*WORK INSTRUCTIONS*: Whenever the string "holds" turns up in a line of the data below, copy that line.

*PROVIDED INFORMATION*:
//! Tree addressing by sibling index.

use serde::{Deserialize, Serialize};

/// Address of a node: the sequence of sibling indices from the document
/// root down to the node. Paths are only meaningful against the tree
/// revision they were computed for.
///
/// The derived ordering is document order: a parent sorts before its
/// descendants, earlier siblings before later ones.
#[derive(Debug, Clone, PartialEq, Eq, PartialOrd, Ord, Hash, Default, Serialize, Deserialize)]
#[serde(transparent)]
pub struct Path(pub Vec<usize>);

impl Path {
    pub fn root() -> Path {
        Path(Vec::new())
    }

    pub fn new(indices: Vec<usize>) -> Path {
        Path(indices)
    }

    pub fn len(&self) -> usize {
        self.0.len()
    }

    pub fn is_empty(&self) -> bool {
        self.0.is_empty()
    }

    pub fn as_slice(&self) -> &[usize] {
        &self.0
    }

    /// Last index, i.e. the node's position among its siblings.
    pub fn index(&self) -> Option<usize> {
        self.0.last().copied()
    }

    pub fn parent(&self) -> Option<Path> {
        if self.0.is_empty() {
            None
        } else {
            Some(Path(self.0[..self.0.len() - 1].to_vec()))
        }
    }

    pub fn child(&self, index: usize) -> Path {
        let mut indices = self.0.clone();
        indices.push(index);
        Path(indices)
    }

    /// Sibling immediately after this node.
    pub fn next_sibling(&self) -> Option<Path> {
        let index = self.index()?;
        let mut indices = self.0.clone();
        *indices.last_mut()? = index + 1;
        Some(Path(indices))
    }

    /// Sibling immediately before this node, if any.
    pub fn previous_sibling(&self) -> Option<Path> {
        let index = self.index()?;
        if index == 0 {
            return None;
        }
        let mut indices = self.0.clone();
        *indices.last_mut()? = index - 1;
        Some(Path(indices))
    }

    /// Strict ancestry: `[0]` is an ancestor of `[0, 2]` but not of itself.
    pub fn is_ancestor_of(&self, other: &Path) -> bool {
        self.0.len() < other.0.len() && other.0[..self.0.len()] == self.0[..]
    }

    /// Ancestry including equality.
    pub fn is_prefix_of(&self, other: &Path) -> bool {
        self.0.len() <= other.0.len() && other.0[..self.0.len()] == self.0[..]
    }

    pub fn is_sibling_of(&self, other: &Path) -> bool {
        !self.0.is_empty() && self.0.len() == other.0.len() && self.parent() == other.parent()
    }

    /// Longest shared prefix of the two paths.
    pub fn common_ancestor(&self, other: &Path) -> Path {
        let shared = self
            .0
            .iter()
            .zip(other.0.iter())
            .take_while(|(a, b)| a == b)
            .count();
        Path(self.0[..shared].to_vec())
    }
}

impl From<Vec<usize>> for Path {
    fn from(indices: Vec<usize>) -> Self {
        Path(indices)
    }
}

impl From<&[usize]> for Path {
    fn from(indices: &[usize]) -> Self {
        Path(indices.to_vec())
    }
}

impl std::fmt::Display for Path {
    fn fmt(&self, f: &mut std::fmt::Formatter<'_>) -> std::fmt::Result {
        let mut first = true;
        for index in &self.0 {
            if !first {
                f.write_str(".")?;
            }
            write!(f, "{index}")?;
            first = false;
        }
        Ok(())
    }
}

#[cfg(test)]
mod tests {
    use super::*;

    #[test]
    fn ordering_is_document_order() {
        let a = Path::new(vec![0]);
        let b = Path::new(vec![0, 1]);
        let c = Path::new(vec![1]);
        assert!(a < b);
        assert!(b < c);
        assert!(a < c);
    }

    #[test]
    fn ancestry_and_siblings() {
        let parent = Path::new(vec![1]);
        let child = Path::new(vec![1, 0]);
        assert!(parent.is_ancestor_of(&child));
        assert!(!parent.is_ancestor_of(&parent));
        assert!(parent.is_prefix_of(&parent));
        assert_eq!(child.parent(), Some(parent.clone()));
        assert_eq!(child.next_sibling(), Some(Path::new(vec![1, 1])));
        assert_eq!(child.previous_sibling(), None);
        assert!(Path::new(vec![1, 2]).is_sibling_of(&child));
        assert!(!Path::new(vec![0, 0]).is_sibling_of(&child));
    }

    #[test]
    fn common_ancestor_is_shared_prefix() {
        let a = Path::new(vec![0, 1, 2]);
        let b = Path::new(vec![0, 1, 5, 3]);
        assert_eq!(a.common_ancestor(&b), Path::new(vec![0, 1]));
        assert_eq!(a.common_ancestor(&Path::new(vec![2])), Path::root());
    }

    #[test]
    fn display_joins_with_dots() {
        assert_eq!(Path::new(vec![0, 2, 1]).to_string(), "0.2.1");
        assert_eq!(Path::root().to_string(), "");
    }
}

---

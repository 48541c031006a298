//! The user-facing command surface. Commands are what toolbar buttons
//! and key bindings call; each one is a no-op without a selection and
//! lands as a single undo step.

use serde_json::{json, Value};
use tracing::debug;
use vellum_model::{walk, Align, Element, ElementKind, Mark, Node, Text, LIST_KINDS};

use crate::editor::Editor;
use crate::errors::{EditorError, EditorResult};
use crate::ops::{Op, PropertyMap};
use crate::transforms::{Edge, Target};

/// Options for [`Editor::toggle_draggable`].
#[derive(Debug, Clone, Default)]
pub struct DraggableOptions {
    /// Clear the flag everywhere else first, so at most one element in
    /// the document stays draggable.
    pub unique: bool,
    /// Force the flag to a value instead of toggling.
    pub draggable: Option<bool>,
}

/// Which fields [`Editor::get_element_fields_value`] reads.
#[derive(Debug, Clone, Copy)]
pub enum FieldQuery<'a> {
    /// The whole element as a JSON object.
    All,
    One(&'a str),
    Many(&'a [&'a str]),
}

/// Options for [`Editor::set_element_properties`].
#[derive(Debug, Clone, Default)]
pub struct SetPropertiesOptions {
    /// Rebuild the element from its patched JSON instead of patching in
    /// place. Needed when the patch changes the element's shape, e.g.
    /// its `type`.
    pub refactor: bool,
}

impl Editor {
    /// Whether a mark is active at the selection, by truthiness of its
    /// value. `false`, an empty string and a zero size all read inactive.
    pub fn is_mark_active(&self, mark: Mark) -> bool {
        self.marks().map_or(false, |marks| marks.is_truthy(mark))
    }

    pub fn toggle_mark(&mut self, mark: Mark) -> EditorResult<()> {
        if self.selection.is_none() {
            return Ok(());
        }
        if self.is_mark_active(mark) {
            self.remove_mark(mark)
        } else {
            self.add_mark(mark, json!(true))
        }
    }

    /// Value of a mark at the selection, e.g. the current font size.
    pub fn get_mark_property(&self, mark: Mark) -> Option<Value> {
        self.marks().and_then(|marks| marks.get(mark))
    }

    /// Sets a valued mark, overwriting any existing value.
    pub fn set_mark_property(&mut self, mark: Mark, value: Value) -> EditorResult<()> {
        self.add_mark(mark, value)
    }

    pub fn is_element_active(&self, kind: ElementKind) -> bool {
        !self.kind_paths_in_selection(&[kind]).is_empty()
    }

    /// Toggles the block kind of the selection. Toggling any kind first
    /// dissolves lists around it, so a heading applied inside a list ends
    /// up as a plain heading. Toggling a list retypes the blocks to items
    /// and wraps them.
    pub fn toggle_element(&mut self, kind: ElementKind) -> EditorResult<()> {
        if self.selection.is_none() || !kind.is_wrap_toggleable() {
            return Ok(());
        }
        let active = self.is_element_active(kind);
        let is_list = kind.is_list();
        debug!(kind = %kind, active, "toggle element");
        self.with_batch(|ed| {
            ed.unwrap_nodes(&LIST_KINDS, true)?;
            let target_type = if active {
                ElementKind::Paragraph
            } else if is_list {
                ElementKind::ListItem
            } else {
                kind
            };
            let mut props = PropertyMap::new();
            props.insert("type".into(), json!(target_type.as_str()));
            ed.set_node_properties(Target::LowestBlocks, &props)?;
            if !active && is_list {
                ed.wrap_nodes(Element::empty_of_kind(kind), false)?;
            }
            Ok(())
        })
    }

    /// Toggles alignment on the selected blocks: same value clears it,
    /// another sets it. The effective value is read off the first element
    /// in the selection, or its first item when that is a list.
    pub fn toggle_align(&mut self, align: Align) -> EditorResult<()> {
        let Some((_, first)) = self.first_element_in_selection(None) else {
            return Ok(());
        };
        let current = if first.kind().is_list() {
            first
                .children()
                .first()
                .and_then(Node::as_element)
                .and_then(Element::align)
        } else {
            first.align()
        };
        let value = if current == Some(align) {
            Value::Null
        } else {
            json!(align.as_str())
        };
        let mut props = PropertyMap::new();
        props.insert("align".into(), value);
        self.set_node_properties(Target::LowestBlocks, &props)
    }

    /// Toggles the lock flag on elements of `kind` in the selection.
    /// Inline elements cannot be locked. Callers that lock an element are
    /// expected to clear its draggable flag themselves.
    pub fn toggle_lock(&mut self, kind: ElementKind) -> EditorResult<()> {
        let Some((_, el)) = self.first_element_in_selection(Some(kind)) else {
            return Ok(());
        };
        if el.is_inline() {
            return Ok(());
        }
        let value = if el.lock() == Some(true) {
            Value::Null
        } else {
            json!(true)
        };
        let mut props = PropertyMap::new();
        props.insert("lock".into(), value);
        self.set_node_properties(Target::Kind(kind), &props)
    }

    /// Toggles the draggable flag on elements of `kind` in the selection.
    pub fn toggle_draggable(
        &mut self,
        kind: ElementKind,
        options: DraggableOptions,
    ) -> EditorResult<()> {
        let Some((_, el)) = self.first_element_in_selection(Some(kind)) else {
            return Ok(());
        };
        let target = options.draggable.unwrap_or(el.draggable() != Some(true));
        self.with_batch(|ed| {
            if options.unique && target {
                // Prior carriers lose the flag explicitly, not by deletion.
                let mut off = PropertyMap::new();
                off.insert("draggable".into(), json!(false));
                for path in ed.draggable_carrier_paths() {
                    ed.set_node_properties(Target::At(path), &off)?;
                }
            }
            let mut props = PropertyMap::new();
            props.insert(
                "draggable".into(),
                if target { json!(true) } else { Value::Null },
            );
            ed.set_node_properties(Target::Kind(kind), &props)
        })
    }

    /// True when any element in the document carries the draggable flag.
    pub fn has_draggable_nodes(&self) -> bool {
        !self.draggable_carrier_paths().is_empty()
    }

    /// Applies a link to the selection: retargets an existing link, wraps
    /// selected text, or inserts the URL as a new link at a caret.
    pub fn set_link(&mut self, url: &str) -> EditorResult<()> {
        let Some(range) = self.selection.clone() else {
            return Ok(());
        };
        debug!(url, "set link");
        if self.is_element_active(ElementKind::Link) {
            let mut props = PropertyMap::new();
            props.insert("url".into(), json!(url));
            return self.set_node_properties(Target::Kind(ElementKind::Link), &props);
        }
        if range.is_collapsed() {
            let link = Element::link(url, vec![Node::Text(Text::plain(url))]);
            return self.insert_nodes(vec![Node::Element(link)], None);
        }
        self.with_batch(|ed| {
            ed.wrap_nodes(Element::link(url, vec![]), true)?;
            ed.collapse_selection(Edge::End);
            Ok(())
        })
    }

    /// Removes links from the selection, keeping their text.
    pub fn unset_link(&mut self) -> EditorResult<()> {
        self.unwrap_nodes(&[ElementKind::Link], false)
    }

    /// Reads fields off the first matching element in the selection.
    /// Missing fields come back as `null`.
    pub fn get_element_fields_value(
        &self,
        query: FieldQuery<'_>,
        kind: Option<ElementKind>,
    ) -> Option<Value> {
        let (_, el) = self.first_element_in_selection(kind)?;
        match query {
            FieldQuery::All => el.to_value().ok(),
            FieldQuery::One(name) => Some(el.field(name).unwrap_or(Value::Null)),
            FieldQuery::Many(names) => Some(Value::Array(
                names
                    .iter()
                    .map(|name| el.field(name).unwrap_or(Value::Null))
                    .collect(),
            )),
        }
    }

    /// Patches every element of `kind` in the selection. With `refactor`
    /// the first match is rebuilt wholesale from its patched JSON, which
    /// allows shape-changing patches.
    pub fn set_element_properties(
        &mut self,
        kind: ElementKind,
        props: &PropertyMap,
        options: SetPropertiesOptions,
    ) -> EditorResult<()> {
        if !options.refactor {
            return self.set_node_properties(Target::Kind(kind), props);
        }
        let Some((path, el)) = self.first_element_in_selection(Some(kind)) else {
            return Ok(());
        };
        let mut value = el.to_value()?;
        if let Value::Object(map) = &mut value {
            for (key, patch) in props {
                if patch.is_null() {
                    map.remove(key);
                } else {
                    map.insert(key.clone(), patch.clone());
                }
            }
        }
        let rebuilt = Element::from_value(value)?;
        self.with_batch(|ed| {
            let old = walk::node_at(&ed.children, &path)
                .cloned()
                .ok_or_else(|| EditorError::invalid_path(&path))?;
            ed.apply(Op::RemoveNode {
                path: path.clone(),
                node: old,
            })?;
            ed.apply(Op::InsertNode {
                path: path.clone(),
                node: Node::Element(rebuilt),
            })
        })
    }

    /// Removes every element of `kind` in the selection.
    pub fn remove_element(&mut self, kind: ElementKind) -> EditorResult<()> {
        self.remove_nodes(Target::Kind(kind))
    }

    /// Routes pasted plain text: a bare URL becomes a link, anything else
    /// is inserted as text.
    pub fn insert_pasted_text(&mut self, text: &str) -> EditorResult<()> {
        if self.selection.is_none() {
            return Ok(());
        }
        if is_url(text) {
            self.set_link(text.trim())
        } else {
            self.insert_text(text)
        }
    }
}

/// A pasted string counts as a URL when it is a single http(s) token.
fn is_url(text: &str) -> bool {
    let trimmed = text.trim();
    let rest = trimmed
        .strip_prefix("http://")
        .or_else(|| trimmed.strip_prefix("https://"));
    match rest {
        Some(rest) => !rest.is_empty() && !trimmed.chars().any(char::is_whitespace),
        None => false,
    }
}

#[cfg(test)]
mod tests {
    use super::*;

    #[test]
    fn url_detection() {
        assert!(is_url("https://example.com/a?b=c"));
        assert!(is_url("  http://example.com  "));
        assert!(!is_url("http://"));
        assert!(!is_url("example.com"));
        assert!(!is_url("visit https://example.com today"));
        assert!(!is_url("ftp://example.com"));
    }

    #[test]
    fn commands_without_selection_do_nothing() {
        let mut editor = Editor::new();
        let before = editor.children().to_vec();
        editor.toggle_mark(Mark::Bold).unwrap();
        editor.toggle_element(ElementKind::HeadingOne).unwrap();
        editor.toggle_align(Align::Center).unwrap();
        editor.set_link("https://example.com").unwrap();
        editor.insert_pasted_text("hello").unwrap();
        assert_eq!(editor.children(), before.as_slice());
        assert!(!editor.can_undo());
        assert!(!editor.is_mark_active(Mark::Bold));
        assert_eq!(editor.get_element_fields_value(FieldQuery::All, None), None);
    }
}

* * *

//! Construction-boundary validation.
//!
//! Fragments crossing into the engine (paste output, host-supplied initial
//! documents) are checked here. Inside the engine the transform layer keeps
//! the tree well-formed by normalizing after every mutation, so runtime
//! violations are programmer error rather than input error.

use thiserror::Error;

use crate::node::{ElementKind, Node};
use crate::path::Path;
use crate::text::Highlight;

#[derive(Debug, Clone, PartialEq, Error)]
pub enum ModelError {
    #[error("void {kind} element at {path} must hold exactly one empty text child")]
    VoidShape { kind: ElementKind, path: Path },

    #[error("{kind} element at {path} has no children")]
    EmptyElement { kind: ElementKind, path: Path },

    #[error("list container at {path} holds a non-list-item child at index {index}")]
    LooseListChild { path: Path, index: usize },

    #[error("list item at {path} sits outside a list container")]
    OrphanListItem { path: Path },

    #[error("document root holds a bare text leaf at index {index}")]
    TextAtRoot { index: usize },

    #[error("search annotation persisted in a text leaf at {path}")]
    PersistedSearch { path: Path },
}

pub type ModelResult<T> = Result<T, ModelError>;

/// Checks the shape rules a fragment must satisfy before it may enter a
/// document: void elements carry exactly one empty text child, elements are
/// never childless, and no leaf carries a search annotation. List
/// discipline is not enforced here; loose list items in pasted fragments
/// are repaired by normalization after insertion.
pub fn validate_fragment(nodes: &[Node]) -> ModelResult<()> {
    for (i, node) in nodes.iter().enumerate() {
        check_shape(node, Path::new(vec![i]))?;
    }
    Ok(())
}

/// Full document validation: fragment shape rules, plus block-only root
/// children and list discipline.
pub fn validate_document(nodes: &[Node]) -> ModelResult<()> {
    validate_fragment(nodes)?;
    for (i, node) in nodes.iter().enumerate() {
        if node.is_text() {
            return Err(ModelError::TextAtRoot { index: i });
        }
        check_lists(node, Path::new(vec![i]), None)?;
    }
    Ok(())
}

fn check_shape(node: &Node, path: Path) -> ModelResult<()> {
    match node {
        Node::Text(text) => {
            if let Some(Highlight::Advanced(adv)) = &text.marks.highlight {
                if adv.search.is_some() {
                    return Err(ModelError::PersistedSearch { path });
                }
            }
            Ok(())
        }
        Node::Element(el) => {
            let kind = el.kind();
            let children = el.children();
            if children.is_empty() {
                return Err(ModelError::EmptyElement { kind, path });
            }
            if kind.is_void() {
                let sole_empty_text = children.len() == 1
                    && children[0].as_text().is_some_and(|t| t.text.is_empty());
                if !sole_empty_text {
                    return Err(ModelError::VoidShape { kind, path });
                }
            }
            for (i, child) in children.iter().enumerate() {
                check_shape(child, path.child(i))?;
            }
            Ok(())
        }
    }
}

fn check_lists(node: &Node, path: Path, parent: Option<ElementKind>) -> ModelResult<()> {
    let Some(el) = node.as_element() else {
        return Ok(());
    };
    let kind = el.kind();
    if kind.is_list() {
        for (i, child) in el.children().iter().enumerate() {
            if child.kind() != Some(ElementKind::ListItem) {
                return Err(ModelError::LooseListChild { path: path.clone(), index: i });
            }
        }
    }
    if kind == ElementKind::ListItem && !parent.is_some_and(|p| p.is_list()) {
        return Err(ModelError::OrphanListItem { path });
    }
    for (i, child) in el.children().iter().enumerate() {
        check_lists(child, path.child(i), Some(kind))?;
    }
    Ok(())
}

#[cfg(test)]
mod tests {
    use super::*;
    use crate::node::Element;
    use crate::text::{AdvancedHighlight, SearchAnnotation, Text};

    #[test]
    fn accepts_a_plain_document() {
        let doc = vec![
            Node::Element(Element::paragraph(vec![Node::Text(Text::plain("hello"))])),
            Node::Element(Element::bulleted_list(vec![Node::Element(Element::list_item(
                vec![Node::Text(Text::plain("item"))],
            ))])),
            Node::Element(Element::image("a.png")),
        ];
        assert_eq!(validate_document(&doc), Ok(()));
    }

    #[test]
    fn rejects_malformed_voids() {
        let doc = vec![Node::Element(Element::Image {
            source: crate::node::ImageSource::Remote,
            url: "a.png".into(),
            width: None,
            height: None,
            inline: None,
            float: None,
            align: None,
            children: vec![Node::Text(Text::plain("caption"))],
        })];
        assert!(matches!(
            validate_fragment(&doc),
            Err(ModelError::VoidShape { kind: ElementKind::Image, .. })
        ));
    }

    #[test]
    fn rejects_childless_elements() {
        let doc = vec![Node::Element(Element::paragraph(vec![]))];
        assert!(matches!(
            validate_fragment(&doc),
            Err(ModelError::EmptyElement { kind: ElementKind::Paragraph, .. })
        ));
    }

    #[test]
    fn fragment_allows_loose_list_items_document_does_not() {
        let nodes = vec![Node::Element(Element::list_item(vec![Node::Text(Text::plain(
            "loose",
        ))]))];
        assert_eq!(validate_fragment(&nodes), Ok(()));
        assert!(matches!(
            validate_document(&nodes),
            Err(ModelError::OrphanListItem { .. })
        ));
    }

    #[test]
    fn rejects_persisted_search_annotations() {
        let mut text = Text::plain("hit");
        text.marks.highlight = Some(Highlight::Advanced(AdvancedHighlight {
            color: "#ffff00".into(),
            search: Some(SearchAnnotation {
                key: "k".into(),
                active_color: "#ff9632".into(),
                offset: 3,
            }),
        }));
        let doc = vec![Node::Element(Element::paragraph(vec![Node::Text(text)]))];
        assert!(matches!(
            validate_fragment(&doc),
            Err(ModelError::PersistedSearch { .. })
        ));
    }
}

*ANSWER BELOW*:
    #[error("list container at {path} holds a non-list-item child at index {index}")]
    #[error("document root holds a bare text leaf at index {index}")]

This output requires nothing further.